Demographic data reveals that most of the patients in this study reside in East Flatbush (See Appendix Fig. 1), a neighborhood with a higher rate of obesity (34%) compare with Brooklyn overall (27%) and NYC (24%) (8). Factors that may contribute to this include lower income and limited access to higher determinants of health and healthy lifestyle options. For example, in East Flatbush, 80% of adults report eating one serving of fruits or vegetables per day (compared with 87% in NYC), and 32% report drinking one or more 12-ounce sugary drinks per day (vs 23% in NYC) [8]. The East Flatbush neighborhood also has a low density of supermarkets compared with bodegas, which have less healthy food options [8]. Of note, the prevalence of obesity in the admitted patients in our study (43%) is higher than the average in the East Flatbush community (34%). This may support the hypothesis that obesity increases rate of hospital admissions in COVID-19 [6].

This study has some limitations. Due to the observational nature of the study design, the potential for unmeasured residual confounding exists. Rates of all-cause mortality and intubation may be influenced by many other factors, such as socioeconomic disparities, advance directives and healthcare decisions, access to health insurance, dependence on public transportation, and overcrowding. Also, our study population is predominantly African American, a group with higher reported rates of obesity and other comorbidities [16], and may not be representative of the general U.S. population.

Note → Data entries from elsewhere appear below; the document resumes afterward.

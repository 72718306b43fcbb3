//! Local filesystem storage backend.
//!
//! Objects are plain files under a root directory. The directory is expected
//! to be served read-only under `public_base_url` (by a reverse proxy or CDN),
//! so every written object is already public.

use crate::error::{StorageError, StorageResult};
use crate::traits::{ByteStream, ObjectMeta, ObjectStore, join_public_url};
use async_trait::async_trait;
use bytes::Bytes;
use std::io::ErrorKind;
use std::path::{Component, Path, PathBuf};
use tokio::fs;
use tokio::io::AsyncWriteExt;
use tracing::instrument;
use uuid::Uuid;

/// Chunk size for streaming reads (64 KiB).
const STREAM_CHUNK_SIZE: usize = 64 * 1024;

/// Local filesystem object store.
pub struct FilesystemBackend {
    root: PathBuf,
    public_base_url: String,
}

impl std::fmt::Debug for FilesystemBackend {
    fn fmt(&self, f: &mut std::fmt::Formatter<'_>) -> std::fmt::Result {
        f.debug_struct("FilesystemBackend")
            .field("root", &self.root)
            .field("public_base_url", &self.public_base_url)
            .finish()
    }
}

impl FilesystemBackend {
    /// Create a new filesystem backend rooted at `root`.
    pub async fn new(root: impl AsRef<Path>, public_base_url: &str) -> StorageResult<Self> {
        let root = root.as_ref().to_path_buf();
        fs::create_dir_all(&root).await?;
        Ok(Self {
            root,
            public_base_url: public_base_url.trim_end_matches('/').to_string(),
        })
    }

    /// Root directory of the store.
    pub fn root(&self) -> &Path {
        &self.root
    }

    /// Resolve a key to a path under the root, off the async runtime.
    async fn key_path(&self, key: &str) -> StorageResult<PathBuf> {
        let root = self.root.clone();
        let key = key.to_string();
        tokio::task::spawn_blocking(move || resolve_key(&root, &key))
            .await
            .map_err(|e| StorageError::Io(std::io::Error::other(format!("spawn_blocking failed: {e}"))))?
    }

    fn not_found_or_io(key: &str, err: std::io::Error) -> StorageError {
        if err.kind() == ErrorKind::NotFound {
            StorageError::NotFound(key.to_string())
        } else {
            StorageError::Io(err)
        }
    }
}

/// Map `key` to a path under `root`, refusing anything that could escape it.
///
/// Only normal path components are accepted. The nearest existing ancestor of
/// the target (or the target itself) is canonicalized and must stay inside the
/// canonical root, which also rejects symlinks pointing outside.
fn resolve_key(root: &Path, key: &str) -> StorageResult<PathBuf> {
    if key.is_empty() || key.starts_with('/') || key.starts_with('\\') || key.contains("..") {
        return Err(StorageError::InvalidKey(format!(
            "path traversal not allowed: {key}"
        )));
    }
    if !Path::new(key)
        .components()
        .all(|c| matches!(c, Component::Normal(_)))
    {
        return Err(StorageError::InvalidKey(format!(
            "contains unsafe path component: {key}"
        )));
    }

    let root_canonical = root.canonicalize().map_err(|e| {
        StorageError::Io(std::io::Error::new(
            e.kind(),
            format!("failed to canonicalize root: {e}"),
        ))
    })?;
    let path = root.join(key);

    let mut candidate = Some(path.as_path());
    while let Some(current) = candidate {
        match std::fs::symlink_metadata(current) {
            Ok(meta) => {
                let canonical = current.canonicalize().map_err(|e| {
                    if meta.file_type().is_symlink() {
                        StorageError::InvalidKey(format!("symlink target missing or invalid: {key}"))
                    } else {
                        StorageError::Io(e)
                    }
                })?;
                if !canonical.starts_with(&root_canonical) {
                    return Err(StorageError::InvalidKey(format!(
                        "resolved path escapes storage root: {key}"
                    )));
                }
                return Ok(path);
            }
            Err(err) if err.kind() == ErrorKind::NotFound => candidate = current.parent(),
            Err(err) => return Err(StorageError::Io(err)),
        }
    }
    Ok(path)
}

#[async_trait]
impl ObjectStore for FilesystemBackend {
    #[instrument(skip(self), fields(backend = "filesystem"))]
    async fn exists(&self, key: &str) -> StorageResult<bool> {
        let path = self.key_path(key).await?;
        Ok(fs::try_exists(&path).await? && fs::metadata(&path).await?.is_file())
    }

    #[instrument(skip(self), fields(backend = "filesystem"))]
    async fn head(&self, key: &str) -> StorageResult<ObjectMeta> {
        let path = self.key_path(key).await?;
        let metadata = fs::metadata(&path)
            .await
            .map_err(|e| Self::not_found_or_io(key, e))?;

        Ok(ObjectMeta {
            size: metadata.len(),
            last_modified: metadata.modified().ok().map(|t| t.into()),
            content_type: None,
        })
    }

    #[instrument(skip(self), fields(backend = "filesystem"))]
    async fn get(&self, key: &str) -> StorageResult<Bytes> {
        let path = self.key_path(key).await?;
        let data = fs::read(&path)
            .await
            .map_err(|e| Self::not_found_or_io(key, e))?;
        Ok(Bytes::from(data))
    }

    #[instrument(skip(self), fields(backend = "filesystem"))]
    async fn get_stream(&self, key: &str) -> StorageResult<ByteStream> {
        use tokio::io::AsyncReadExt;

        let path = self.key_path(key).await?;
        let file = fs::File::open(&path)
            .await
            .map_err(|e| Self::not_found_or_io(key, e))?;

        let stream = async_stream::try_stream! {
            let mut file = file;
            let mut buf = vec![0u8; STREAM_CHUNK_SIZE];
            loop {
                let n = file.read(&mut buf).await?;
                if n == 0 {
                    break;
                }
                yield Bytes::copy_from_slice(&buf[..n]);
            }
        };

        Ok(Box::pin(stream))
    }

    #[instrument(skip(self, data), fields(backend = "filesystem", size = data.len()))]
    async fn put(&self, key: &str, data: Bytes, content_type: &str) -> StorageResult<()> {
        let path = self.key_path(key).await?;
        if let Some(parent) = path.parent() {
            fs::create_dir_all(parent).await?;
        }

        // Temp file in the same directory so the rename stays atomic
        let file_name = path
            .file_name()
            .map(|n| n.to_string_lossy().into_owned())
            .unwrap_or_default();
        let temp_path = path.with_file_name(format!(".{file_name}.tmp.{}", Uuid::new_v4()));
        let written = async {
            let mut file = fs::File::create(&temp_path).await?;
            file.write_all(&data).await?;
            file.sync_all().await?;
            fs::rename(&temp_path, &path).await
        }
        .await;
        if let Err(err) = written {
            let _ = fs::remove_file(&temp_path).await;
            return Err(StorageError::Io(err));
        }

        tracing::debug!(key, content_type, "Stored object");
        Ok(())
    }

    #[instrument(skip(self), fields(backend = "filesystem"))]
    async fn delete(&self, key: &str) -> StorageResult<()> {
        let path = self.key_path(key).await?;
        fs::remove_file(&path)
            .await
            .map_err(|e| Self::not_found_or_io(key, e))
    }

    fn public_url(&self, key: &str) -> String {
        join_public_url(&self.public_base_url, key)
    }

    fn backend_name(&self) -> &'static str {
        "filesystem"
    }

    #[instrument(skip(self), fields(backend = "filesystem"))]
    async fn health_check(&self) -> StorageResult<()> {
        let metadata = fs::metadata(&self.root).await.map_err(|e| {
            StorageError::Io(std::io::Error::new(
                e.kind(),
                format!("storage root not accessible: {e}"),
            ))
        })?;

        if !metadata.is_dir() {
            return Err(StorageError::Io(std::io::Error::new(
                ErrorKind::NotADirectory,
                format!("storage root is not a directory: {:?}", self.root),
            )));
        }

        Ok(())
    }
}

#[cfg(test)]
mod tests {
    use super::*;
    use futures::TryStreamExt;

    async fn backend(dir: &Path) -> FilesystemBackend {
        FilesystemBackend::new(dir, "http://files.test/media/")
            .await
            .unwrap()
    }

    #[tokio::test]
    async fn test_put_get_roundtrip() {
        let dir = tempfile::tempdir().unwrap();
        let backend = backend(dir.path()).await;

        let key = "articles/pdfs/1-2-paper.pdf";
        let data = Bytes::from("%PDF-1.7 body");

        backend.put(key, data.clone(), "application/pdf").await.unwrap();
        assert!(backend.exists(key).await.unwrap());
        assert_eq!(backend.get(key).await.unwrap(), data);
        assert_eq!(backend.head(key).await.unwrap().size, data.len() as u64);
    }

    #[tokio::test]
    async fn test_get_stream_yields_all_chunks() {
        let dir = tempfile::tempdir().unwrap();
        let backend = backend(dir.path()).await;

        let data: Vec<u8> = (0..(STREAM_CHUNK_SIZE * 2 + 17)).map(|i| i as u8).collect();
        backend
            .put("submissions/big.pdf", Bytes::from(data.clone()), "application/pdf")
            .await
            .unwrap();

        let chunks: Vec<Bytes> = backend
            .get_stream("submissions/big.pdf")
            .await
            .unwrap()
            .try_collect()
            .await
            .unwrap();
        assert!(chunks.len() > 1);
        assert_eq!(chunks.concat(), data);
    }

    #[tokio::test]
    async fn test_put_leaves_no_temp_files() {
        let dir = tempfile::tempdir().unwrap();
        let backend = backend(dir.path()).await;
        backend
            .put("articles/images/a.png", Bytes::from_static(b"png"), "image/png")
            .await
            .unwrap();

        let names: Vec<String> = std::fs::read_dir(dir.path().join("articles/images"))
            .unwrap()
            .map(|e| e.unwrap().file_name().to_string_lossy().into_owned())
            .collect();
        assert_eq!(names, vec!["a.png"]);
    }

    #[tokio::test]
    async fn test_missing_object_is_not_found() {
        let dir = tempfile::tempdir().unwrap();
        let backend = backend(dir.path()).await;

        assert!(!backend.exists("submissions/nope.pdf").await.unwrap());
        assert!(matches!(
            backend.get("submissions/nope.pdf").await,
            Err(StorageError::NotFound(_))
        ));
        assert!(matches!(
            backend.get_stream("submissions/nope.pdf").await,
            Err(StorageError::NotFound(_))
        ));
        assert!(matches!(
            backend.delete("submissions/nope.pdf").await,
            Err(StorageError::NotFound(_))
        ));
    }

    #[tokio::test]
    async fn test_directory_is_not_an_object() {
        let dir = tempfile::tempdir().unwrap();
        let backend = backend(dir.path()).await;
        backend
            .put("articles/pdfs/x.pdf", Bytes::from_static(b"x"), "application/pdf")
            .await
            .unwrap();
        assert!(!backend.exists("articles/pdfs").await.unwrap());
    }

    #[tokio::test]
    async fn test_public_url() {
        let dir = tempfile::tempdir().unwrap();
        let backend = backend(dir.path()).await;
        assert_eq!(
            backend.public_url("articles/images/1-2-cover.png"),
            "http://files.test/media/articles/images/1-2-cover.png"
        );
        backend.make_public("articles/images/1-2-cover.png").await.unwrap();
    }

    #[tokio::test]
    async fn test_path_traversal_rejected() {
        let dir = tempfile::tempdir().unwrap();
        let backend = backend(dir.path()).await;

        assert!(backend.exists("../escape").await.is_err());
        assert!(backend.exists("/absolute/path").await.is_err());
        assert!(backend.exists("foo/../bar").await.is_err());
        assert!(backend.exists("").await.is_err());
        assert!(backend.exists("valid/nested/key").await.is_ok());
    }

    #[tokio::test]
    #[cfg(unix)]
    async fn test_symlink_traversal_rejected() {
        use std::os::unix::fs::symlink;

        let dir = tempfile::tempdir().unwrap();
        let outside_dir = tempfile::tempdir().unwrap();
        let outside_file = outside_dir.path().join("secret.txt");
        std::fs::write(&outside_file, "secret data").unwrap();

        let backend = backend(dir.path()).await;
        symlink(&outside_file, dir.path().join("malicious_link")).unwrap();

        match backend.get("malicious_link").await {
            Err(StorageError::InvalidKey(msg)) => assert!(msg.contains("escapes storage root")),
            other => panic!("expected InvalidKey error, got: {other:?}"),
        }
    }

    #[tokio::test]
    #[cfg(unix)]
    async fn test_ancestor_symlink_traversal_rejected() {
        use std::os::unix::fs::symlink;

        let dir = tempfile::tempdir().unwrap();
        let outside_dir = tempfile::tempdir().unwrap();
        let backend = backend(dir.path()).await;
        symlink(outside_dir.path(), dir.path().join("escape")).unwrap();

        let result = backend
            .put("escape/nested/file.pdf", Bytes::from("data"), "application/pdf")
            .await;
        assert!(matches!(result, Err(StorageError::InvalidKey(_))));
        assert!(!outside_dir.path().join("nested").exists());
    }
}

Despite these limitations, this study also has notable strengths: it is among the first to show an association between mortality and obesity, and uses relative risks as opposed to odds ratio, which is often computed in other studies and can exaggerate the risk ratio. Future research should address other risk factors and comorbidities that make COVID-19 patients high-risk, further clarifying healthcare decisions for the physician. We believe that this study supports the hypothesis that obesity is a risk factor for COVID-19 complications and should be considered by healthcare providers to dictate prevention and management of this virus.